Read Falling Fast Page 5


  “I lived in Chicago. If I took the doors off, it would get jacked. I mean… well, easier, I guess, since it got jacked when I had the doors on it,” she mutters the last part, and Tide, who thinks that’s hilarious, laughs. “It wasn’t funny,” she states, resting her hands on her hips narrowing her eyes on him.

  “I bet not,” Dad grumbles, seeming as annoyed as I feel about the idea of her car getting stolen.

  “How about you borrow my ride? I’ll drive this home tonight and see if I can’t get the door fixed,” I offer, and she looks up at me.

  “Or I can just take it to the dealer.”

  “Or you can wait to do that after I have a look at it, if I can’t get it fixed.”

  “Are you sure?” she prompts.

  “Positive. Give me your key.” I hold out my hand, and she looks at it for a second before digging in her pocket and coming out with a key hooked to a butterfly keychain.

  Shoving her key in my pocket, I hold mine above her hand. “Do you think you can handle driving my Suburban?” I ask, and she looks past me to my SUV, which has three rows, the added length making it difficult for some people to drive.

  “Probably.” She shrugs.

  “Probably?” I repeat her answer while frowning.

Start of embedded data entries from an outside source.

use std::fmt;

/// Result type for pal-store operations
pub type Result<T> = std::result::Result<T, Error>;

/// Error types that can occur in the store layer
#[derive(Debug)]
pub enum Error {
    /// Database operation failed
    Database(rusqlite::Error),

    /// A uniqueness or CHECK constraint rejected the write
    Constraint(String),

    /// IO operation failed
    Io(std::io::Error),

    /// Schema problem: unknown version, failed migration, corrupt row
    Schema(String),

    /// Bounded transaction retry loop gave up
    RetryExceeded { attempts: u32 },

    /// Query-specific error (invalid input, impossible state)
    Query(String),

    /// A domain error raised inside a transaction closure; carried through
    /// the retry loop with its kind intact
    Domain(pal_types::Error),
}

impl fmt::Display for Error {
    fn fmt(&self, f: &mut fmt::Formatter<'_>) -> fmt::Result {
        match self {
            Error::Database(err) => write!(f, "Database error: {}", err),
            Error::Constraint(msg) => write!(f, "Constraint violation: {}", msg),
            Error::Io(err) => write!(f, "IO error: {}", err),
            Error::Schema(msg) => write!(f, "Schema error: {}", msg),
            Error::RetryExceeded { attempts } => {
                write!(f, "Write contention: gave up after {} retries", attempts)
            }
            Error::Query(msg) => write!(f, "Query error: {}", msg),
            Error::Domain(err) => write!(f, "{}", err),
        }
    }
}

impl std::error::Error for Error {
    fn source(&self) -> Option<&(dyn std::error::Error + 'static)> {
        match self {
            Error::Database(err) => Some(err),
            Error::Io(err) => Some(err),
            Error::Domain(err) => Some(err),
            Error::Constraint(_)
            | Error::Schema(_)
            | Error::RetryExceeded { .. }
            | Error::Query(_) => None,
        }
    }
}

impl From<pal_types::Error> for Error {
    fn from(err: pal_types::Error) -> Self {
        Error::Domain(err)
    }
}

impl From<rusqlite::Error> for Error {
    fn from(err: rusqlite::Error) -> Self {
        if let rusqlite::Error::SqliteFailure(code, ref message) = err {
            if code.code == rusqlite::ErrorCode::ConstraintViolation {
                return Error::Constraint(
                    message.clone().unwrap_or_else(|| code.to_string()),
                );
            }
        }
        Error::Database(err)
    }
}

impl From<std::io::Error> for Error {
    fn from(err: std::io::Error) -> Self {
        Error::Io(err)
    }
}

impl From<Error> for pal_types::Error {
    fn from(err: Error) -> Self {
        match err {
            Error::RetryExceeded { attempts } => pal_types::Error::store_retry_exceeded(format!(
                "store write gave up after {} retries",
                attempts
            )),
            Error::Constraint(msg) => {
                pal_types::Error::conflict(format!("constraint violation: {}", msg))
            }
            Error::Domain(err) => err,
            other => pal_types::Error::internal(other.to_string()),
        }
    }
}

/// Helper for row mappers: a TEXT column held a value outside its closed enum.
pub(crate) fn invalid_column(idx: usize, what: &str, raw: &str) -> rusqlite::Error {
    rusqlite::Error::FromSqlConversionFailure(
        idx,
        rusqlite::types::Type::Text,
        format!("invalid {}: {:?}", what, raw).into(),
    )
}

  “Yeah, probably.” She snatches the key out of my hand, shoving it in her pocket. “Anyways, what’s the worst that could happen? I wreck it and you get a new one with your insurance,” she says, smiling a smile that makes my chest feel heavy.

  “Are you married?” Tide asks, breaking into our stare down, and Gia pulls her eyes off mine to look at him, making me want to beat the shit out of my best friend.

  “No.”

  “How do you feel about eloping with me to Vegas?” he asks, pointing at his chest.

  “I would, but I kinda gotta work,” she replies, scrunching up her nose and making her already adorable face look even more endearing.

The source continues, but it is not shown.